Gmane
Picon Picon Favicon
From: Boris 'pi' Piwinger <3.14 <at> logic.univie.ac.at>
Subject: Testing training methods
Newsgroups: gmane.mail.bogofilter.general
Date: 2003-10-14 08:03:12 GMT (4 years, 37 weeks, 5 days, 13 hours and 36 minutes ago)
Hi!

A while ago David, Greg and myself worked over the documentation. The
FAQ now explains several training methods. I want to do some tests.
http://cvs.sourceforge.net/cgi-bin/viewcvs.cgi/*checkout*/bogofilter/bogofilter/doc/bogofilter-faq.html#training

Remember I posted some tests concerning settings of bogominitrain.pl a
few weeks ago:
http://article.gmane.org/gmane.mail.bogofilter.general/4373

As you might have noted there is a difference in how Greg and I do
those tests. He is adjusting the spam_cutoff so that all runs have the
same number of false positives and you can just compare the false
negatives. I keep all configuration fixed and look at the output which
might be harder to read, but -- at least for me -- is closer to use in
production.

Let me first describe what I will do.
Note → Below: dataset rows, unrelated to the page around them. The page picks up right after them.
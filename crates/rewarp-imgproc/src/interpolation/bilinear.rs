use super::interpolate::sample_separable;
use crate::border::BorderPolicy;
use rewarp_image::{Image, ImageDtype};

/// Kernel for bilinear interpolation
///
/// # Arguments
///
/// * `image` - The input image container.
/// * `u` - The x coordinate of the pixel to interpolate.
/// * `v` - The y coordinate of the pixel to interpolate.
/// * `border` - How taps outside the image are resolved.
///
/// # Returns
///
/// The interpolated pixel values.
pub(crate) fn bilinear_interpolation<T: ImageDtype, const C: usize>(
    image: &Image<T, C>,
    u: f64,
    v: f64,
    border: &BorderPolicy,
) -> [f64; C] {
    let (fu, fv) = (u.floor(), v.floor());

    let frac_u = u - fu;
    let frac_v = v - fv;

    let wx = [1.0 - frac_u, frac_u];
    let wy = [1.0 - frac_v, frac_v];

    sample_separable(image, fu as isize, &wx, fv as isize, &wy, border)
}
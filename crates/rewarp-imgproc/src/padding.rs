use rewarp_image::{Image, ImageDtype, ImageError, ImageSize};

use crate::border::BorderPolicy;
use crate::parallel;

/// Padding amount for each side of an image.
#[derive(Debug, Clone, Copy, PartialEq, Eq, Default)]
pub struct Padding2D {
    /// Amount of padding to add on the top side.
    pub top: usize,
    /// Amount of padding to add on the bottom side.
    pub bottom: usize,
    /// Amount of padding to add on the left side.
    pub left: usize,
    /// Amount of padding to add on the right side.
    pub right: usize,
}

impl Padding2D {
    /// The same padding on all four sides.
    pub const fn uniform(pad: usize) -> Self {
        Self {
            top: pad,
            bottom: pad,
            left: pad,
            right: pad,
        }
    }

    /// The image size after applying this padding to `size`.
    pub fn padded_size(&self, size: ImageSize) -> ImageSize {
        ImageSize {
            width: size.width + self.left + self.right,
            height: size.height + self.top + self.bottom,
        }
    }

    /// Validates that a new image size correctly matches the expected dimensions
    /// after applying this padding to an existing image.
    ///
    /// # Example
    /// ```rust
    /// use rewarp_image::ImageSize;
    /// use rewarp_imgproc::padding::Padding2D;
    /// let padding = Padding2D { top: 1, bottom: 1, left: 2, right: 2 };
    /// let old_size = ImageSize { width: 4, height: 4 };
    /// let new_size = ImageSize { width: 8, height: 6 };
    ///
    /// assert!(padding.validate_size(old_size, new_size));
    /// ```
    pub fn validate_size(&self, old_size: ImageSize, new_size: ImageSize) -> bool {
        self.padded_size(old_size) == new_size
    }
}

/// Copies `src` into the center of `dst` and fills the frame around it.
///
/// `src` lands at offset `(left, top)`; the surrounding pixels are resolved
/// through `border`, so a constant policy paints its color and the other
/// policies extend the source content. Any padding amount is accepted, also
/// larger than the image.
///
/// # Errors
///
/// Returns an error if `src` is empty or the size of `dst` does not match
/// `src` grown by `padding`.
///
/// # Example
///
/// ```rust
/// use rewarp_image::{Image, ImageSize, Scalar};
/// use rewarp_imgproc::border::BorderPolicy;
/// use rewarp_imgproc::padding::{copy_make_border, Padding2D};
///
/// let src = Image::<u8, 3>::from_size_val(ImageSize { width: 2, height: 2 }, 1).unwrap();
/// let mut dst = Image::<u8, 3>::zeros(ImageSize { width: 4, height: 4 }).unwrap();
///
/// copy_make_border(
///     &src,
///     &mut dst,
///     &Padding2D::uniform(1),
///     &BorderPolicy::Constant(Scalar::all(0.0)),
/// ).unwrap();
///
/// assert_eq!(dst.pixel(1, 1), Some(&[1u8, 1, 1][..]));
/// assert_eq!(dst.pixel(0, 0), Some(&[0u8, 0, 0][..]));
/// ```
pub fn copy_make_border<T: ImageDtype, const C: usize>(
    src: &Image<T, C>,
    dst: &mut Image<T, C>,
    padding: &Padding2D,
    border: &BorderPolicy,
) -> Result<(), ImageError> {
    if src.is_empty() {
        return Err(ImageError::EmptyImage(src.width(), src.height()));
    }

    if !padding.validate_size(src.size(), dst.size()) {
        let expected = padding.padded_size(src.size());
        return Err(ImageError::InvalidImageSize(
            expected.width,
            expected.height,
            dst.width(),
            dst.height(),
        ));
    }

    let fill: [T; C] = std::array::from_fn(|c| T::from_f64(border.fill(c)));
    let (left, top) = (padding.left as isize, padding.top as isize);

    parallel::par_iter_rows_indexed(dst, |x, y, dst_pixel| {
        match border.pixel(src, x as isize - left, y as isize - top) {
            Some(pixel) => dst_pixel.copy_from_slice(pixel),
            None => dst_pixel.copy_from_slice(&fill),
        }
    });

    Ok(())
}

#[cfg(test)]
mod tests {
    use super::*;
    use rewarp_image::Scalar;

    // helper functions
    fn make_src_2x2_rgb() -> Result<Image<u8, 3>, ImageError> {
        Image::new(
            ImageSize {
                width: 2,
                height: 2,
            },
            vec![1, 1, 1, 2, 2, 2, 3, 3, 3, 4, 4, 4],
        )
    }

    fn make_dst_4x4_rgb() -> Result<Image<u8, 3>, ImageError> {
        Image::zeros(ImageSize {
            width: 4,
            height: 4,
        })
    }

    const PAD_1: Padding2D = Padding2D::uniform(1);

    #[test]
    fn test_copy_make_border_constant() -> Result<(), ImageError> {
        let src = make_src_2x2_rgb()?;
        let mut dst = make_dst_4x4_rgb()?;

        copy_make_border(
            &src,
            &mut dst,
            &PAD_1,
            &BorderPolicy::Constant(Scalar::all(9.0)),
        )?;

        let d = dst.as_slice();

        // corners
        assert_eq!(&d[0..3], &[9, 9, 9]);
        assert_eq!(&d[45..48], &[9, 9, 9]);

        // top edge
        assert_eq!(&d[3..6], &[9, 9, 9]);

        // actual image
        assert_eq!(&d[15..18], &[1, 1, 1]);
        assert_eq!(&d[30..33], &[4, 4, 4]);

        Ok(())
    }

    #[test]
    fn test_copy_make_border_replicate() -> Result<(), ImageError> {
        let src = make_src_2x2_rgb()?;
        let mut dst = make_dst_4x4_rgb()?;

        copy_make_border(&src, &mut dst, &PAD_1, &BorderPolicy::Replicate)?;

        let d = dst.as_slice();

        // corners
        assert_eq!(&d[0..3], &[1, 1, 1]);
        assert_eq!(&d[45..48], &[4, 4, 4]);

        // edges
        assert_eq!(&d[3..6], &[1, 1, 1]);
        assert_eq!(&d[21..24], &[2, 2, 2]);

        Ok(())
    }

    #[test]
    fn test_copy_make_border_reflect101() -> Result<(), ImageError> {
        let src = make_src_2x2_rgb()?;
        let mut dst = make_dst_4x4_rgb()?;

        copy_make_border(&src, &mut dst, &PAD_1, &BorderPolicy::Reflect101)?;

        let d = dst.as_slice();

        // corners
        assert_eq!(&d[0..3], &[4, 4, 4]);
        assert_eq!(&d[9..12], &[3, 3, 3]);

        // top edge
        assert_eq!(&d[3..6], &[3, 3, 3]);

        // actual image
        assert_eq!(&d[15..18], &[1, 1, 1]);

        Ok(())
    }

    #[test]
    fn test_copy_make_border_wrap_wider_than_image() -> Result<(), ImageError> {
        let src = Image::<u8, 1>::new([3, 1].into(), vec![1, 2, 3])?;
        let padding = Padding2D {
            top: 0,
            bottom: 0,
            left: 4,
            right: 5,
        };
        let mut dst = Image::<u8, 1>::zeros([12, 1].into())?;

        copy_make_border(&src, &mut dst, &padding, &BorderPolicy::Wrap)?;

        assert_eq!(dst.as_slice(), &[3, 1, 2, 3, 1, 2, 3, 1, 2, 3, 1, 2]);
        Ok(())
    }

    #[test]
    fn test_copy_make_border_float_fill() -> Result<(), ImageError> {
        let src = Image::<f32, 1>::from_size_val([1, 1].into(), 0.5)?;
        let mut dst = Image::<f32, 1>::zeros([1, 2].into())?;
        let padding = Padding2D {
            top: 1,
            ..Default::default()
        };

        copy_make_border(
            &src,
            &mut dst,
            &padding,
            &BorderPolicy::Constant(Scalar::all(-2.5)),
        )?;
        assert_eq!(dst.as_slice(), &[-2.5, 0.5]);
        Ok(())
    }

    #[test]
    fn test_copy_make_border_dst_size_mismatch() -> Result<(), ImageError> {
        let src = make_src_2x2_rgb()?;
        let mut dst = Image::<u8, 3>::zeros([5, 4].into())?;

        let res = copy_make_border(&src, &mut dst, &PAD_1, &BorderPolicy::Replicate);
        assert_eq!(res, Err(ImageError::InvalidImageSize(4, 4, 5, 4)));
        Ok(())
    }
}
I have 20,000 ham and spam
message each. I take 15,000 for training and the rest for testing. The
messages are in (ham|spam)[0-3] as shown below. I train four databases
as explained in the FAQ:

Method 1) full training
Method 2) forced bogominitrain.pl (all messages in the training set
          are classified correctly)
Method 3) one run of randomtrain (should be similar to one run of
          bogominitrain.pl)
Method 4) combined training, i.e., full training on first 10,000, then
          correcting errors

Then I'll test with all four databases how the next 2,500 message ham
and spam are classified. As you would do normally, in all four methods
the errors are corrected as follows:

Method 1) all messages added
Method 2) retraining as above with now 17,500 messages each
Method 3) randomtrain on the new 2,500 messages only
Method 4) correcting errors on the new 2,500 message

Finally, I test the last 2,500 messages.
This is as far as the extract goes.